[PARTIDOS POLÍTICOS]

La crisis de la izquierda moderada europea

La clase obrera que por tradición ha sido la base de los partidos de izquierda moderada, hoy se siente abandonada y se refugia en el populismo demagógico de partidos de extrema derecha.

La crisis de la izquierda moderada europea
La crisis de la izquierda moderada europea

Los partidos socialdemócratas pierden terreno en Europa al tiempo que los grupos radicales de izquierda y derecha se apresuran a ocupar espacios que hasta hace poco tiempo le correspondían a la izquierda moderada. Para mí, el caso más lamentable es el del Partido Socialista Obrero Español (PSOE). Derrotado electoralmente por la derecha representada por el Partido Popular (PP), desangrado por el partido de izquierda radical Podemos y ahora dividido tras la dimisión forzada de su ex secretario general, Pedro Sánchez, el futuro inmediato del PSOE no es alentador.

Ahora que la oferta política española ofrece a los votantes cuatro opciones nacionales y varias otras regionales, la dinámica de la política en España se ha vuelto extremadamente complicada. En las elecciones generales de diciembre de 2015, el partido que más votos obtuvo fue el PP de Mariano Rajoy. El PSOE quedó en segundo lugar, Podemos tercero y Ciudadanos cuarto. También hubo votos para partidos de Cataluña, el País Vasco, Galicia y Canarias. Fragmentada, la clase política fue incapaz de llegar a un consenso y España se quedó en ascuas con Rajoy gobernando como “presidente en funciones”.

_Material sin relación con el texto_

//! # Converge - Desired-State Reconciliation Engine
//!
//! Converge pushes control-plane desired state onto a downstream system and
//! reconciles the divergences it finds there. It is the write half of a sync
//! pipeline: an external diff step detects drift; this crate retries, applies,
//! and resolves.
//!
//! ## Core Concepts
//!
//! - **RemoteObject**: the unstructured object model both sides exchange
//! - **RetryExecutor**: jittered exponential backoff around any fallible async operation
//! - **ApplyEngine**: strategy-dispatched convergence (server-side apply, strategic merge, replace)
//! - **ConflictResolver**: reconciles control-plane and downstream copies of a divergent object
//! - **ResourceClient**: the injected backend boundary; the core has no compile-time
//!   dependency on any specific orchestrator
//!
//! ## Usage
//!
//! ```rust,ignore
//! use std::sync::Arc;
//! use converge::{ApplyEngine, EngineConfig, MemoryClient, RemoteObject, RetryPolicy};
//! use serde_json::json;
//! use tokio_util::sync::CancellationToken;
//!
//! let engine = ApplyEngine::new(
//!     Arc::new(MemoryClient::new()),
//!     EngineConfig::default(),
//!     RetryPolicy::default(),
//! )?;
//!
//! let desired = RemoteObject::new("apps/v1", "Widget", "w1")
//!     .with_namespace("prod")
//!     .with_spec(json!({"replicas": 3}));
//!
//! let result = engine.apply(&CancellationToken::new(), &desired).await;
//! assert!(result.success);
//! ```

#![warn(missing_docs)]
#![warn(clippy::all)]
#![warn(clippy::pedantic)]
#![allow(clippy::module_name_repetitions)]

// Core types
pub mod conflict;
pub mod error;
pub mod naming;
pub mod object;
pub mod outcome;
pub mod reference;

// Engines and the backend boundary
pub mod apply;
pub mod client;
pub mod resolve;
pub mod retry;

// Re-export primary types at crate root for convenience
pub use conflict::{Conflict, ConflictSeverity, FieldConflict, MISSING_IN_DOWNSTREAM};
pub use error::{ClientError, ConvergeError, ConvergeResult, ErrorKind};
pub use object::{ObjectMeta, RemoteObject};
pub use outcome::{ApplyOutcome, ApplyResult, BatchResult};
pub use reference::ResourceRef;

pub use apply::{ApplyEngine, ApplyStrategy, EngineConfig};
pub use client::{
    DeleteOptions, ListOptions, MemoryClient, PatchKind, PatchRequest, ResourceClient,
};
pub use resolve::{ConflictResolver, ResolutionResult, ResolutionStrategy};
pub use retry::{RetryExecutor, RetryPolicy, RetryPredicate};
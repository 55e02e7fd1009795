//! Resource identity.
//!
//! A [`ResourceRef`] names one remote object by group, version, resource,
//! namespace, and name. It is a pure value with no ownership semantics: the
//! engines thread it through every client call and stamp it into results so
//! callers can correlate outcomes with the objects that produced them.

use std::fmt;

use serde::{Deserialize, Serialize};

/// Identity of a remote object.
#[derive(Debug, Clone, PartialEq, Eq, Hash, Serialize, Deserialize)]
pub struct ResourceRef {
    /// API group (empty for the core group).
    pub group: String,
    /// API version.
    pub version: String,
    /// Plural resource name (e.g. `widgets`).
    pub resource: String,
    /// Namespace, if the resource is namespaced.
    #[serde(skip_serializing_if = "Option::is_none")]
    pub namespace: Option<String>,
    /// Object name.
    pub name: String,
}

impl ResourceRef {
    /// Creates a namespaced resource reference.
    #[must_use]
    pub fn namespaced(
        group: impl Into<String>,
        version: impl Into<String>,
        resource: impl Into<String>,
        namespace: impl Into<String>,
        name: impl Into<String>,
    ) -> Self {
        Self {
            group: group.into(),
            version: version.into(),
            resource: resource.into(),
            namespace: Some(namespace.into()),
            name: name.into(),
        }
    }

    /// Creates a cluster-scoped resource reference.
    #[must_use]
    pub fn cluster_scoped(
        group: impl Into<String>,
        version: impl Into<String>,
        resource: impl Into<String>,
        name: impl Into<String>,
    ) -> Self {
        Self {
            group: group.into(),
            version: version.into(),
            resource: resource.into(),
            namespace: None,
            name: name.into(),
        }
    }

    /// Returns the `group/version` pair, or just `version` for the core group.
    #[must_use]
    pub fn api_version(&self) -> String {
        if self.group.is_empty() {
            self.version.clone()
        } else {
            format!("{}/{}", self.group, self.version)
        }
    }

    /// Returns a copy of this reference pointing at a different name.
    #[must_use]
    pub fn with_name(&self, name: impl Into<String>) -> Self {
        Self {
            name: name.into(),
            ..self.clone()
        }
    }
}

impl fmt::Display for ResourceRef {
    fn fmt(&self, f: &mut fmt::Formatter<'_>) -> fmt::Result {
        write!(f, "{}/{}", self.api_version(), self.resource)?;
        if let Some(ns) = &self.namespace {
            write!(f, "/{ns}")?;
        }
        write!(f, "/{}", self.name)
    }
}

En las segundas elecciones celebradas en junio de este año el PSOE perdió más votantes y el PP se fortaleció, aunque no lo suficiente para poder formar gobierno aliado con Ciudadanos. El PSOE y Podemos persistieron en su empeño de impedir la investidura de Rajoy, pero sin poder pactar la instalación de un gobierno de izquierdas. Hasta el momento, España lleva nueve meses con un gobierno interino y con la amenaza de tener que realizar unas terceras elecciones que seguramente fortalecerían aún más al PP y debilitarían a un PSOE divido, descabezado y desmoralizado. La debacle del PSOE ilustra de qué manera se ha angostado el espacio político de la izquierda moderada cuando una parte del electorado se inclina por la derecha y la otra por la extrema izquierda.

Otro ejemplo de la debacle de la izquierda moderada se está dando en Alemania con el Partido Socialdemócrata Alemán (SPD), el decano de los partidos socialistas europeos con más de 150 años de ilustre historial. En 1998, el candidato del SPD Gerhard Schröder llegó a la Cancillería con el apoyo del 45% de los votantes, hoy solo cuenta con el apoyo del 21% de los electores. El principal problema del SPD ha sido, sin lugar a dudas, la imponente figura de Ángela Merkel. La canciller que llegó al poder en 2005 liderando una gran coalición que agrupó a las conservadoras Unión Demócrata Cristiana de Alemania (CDU) y la Unión Social Cristiana (CSU), y al SPD. Merkel, que va en su tercer mandato como canciller, y aunque desgastada por la crisis de los refugiados, sigue sin tener competencia en su país y en Europa. Simplemente, no hay en Alemania un político que tenga su fuerza o garantice un mejor manejo de la economía.

El predicamento del SPD es que los logros del gobierno de coalición se le adjudican a Merkel, no al partido minoritario, y que este ha sacrificado su papel, como partido opositor, mientras contempla cómo el espacio político que ha dejado vacío lo ocupan partidos radicales de izquierda y derecha.

En Francia, el problema del Partido Socialista del presidente Francois Hollande se divide en dos. Uno es que sus políticas económicas no funcionan: la tasa de crecimiento sigue estancada, los índices de desempleo siguen altos y las empresas francesas no compiten favorablemente en la economía globalizada. El otro problema es político porque la ineficiencia del gobierno, el flujo constante de migrantes y los atentados terroristas han facilitado la consolidación de un partido populista, xenófobo, homofóbico, nacionalista a ultranza que se opone a la globalización y propone un programa económico antiliberal y proteccionista.

Y este es un cáncer que se extiende por toda Europa. La Alternativa para Alemania (AfD), Amanecer Dorado en Grecia, el Partido de la Independencia en Reino Unido, la Ley y la Justicia en Polonia, el Partido de la Libertad en Austria y el Frente Nacional en Francia son grupos que apelan a los peores instintos del proletariado. Una clase obrera que tradicionalmente ha sido la base de los partidos de izquierda moderada, pero que hoy se siente abandonada, si no es que traicionada, y se refugia en el populismo demagógico de partidos de extrema derecha.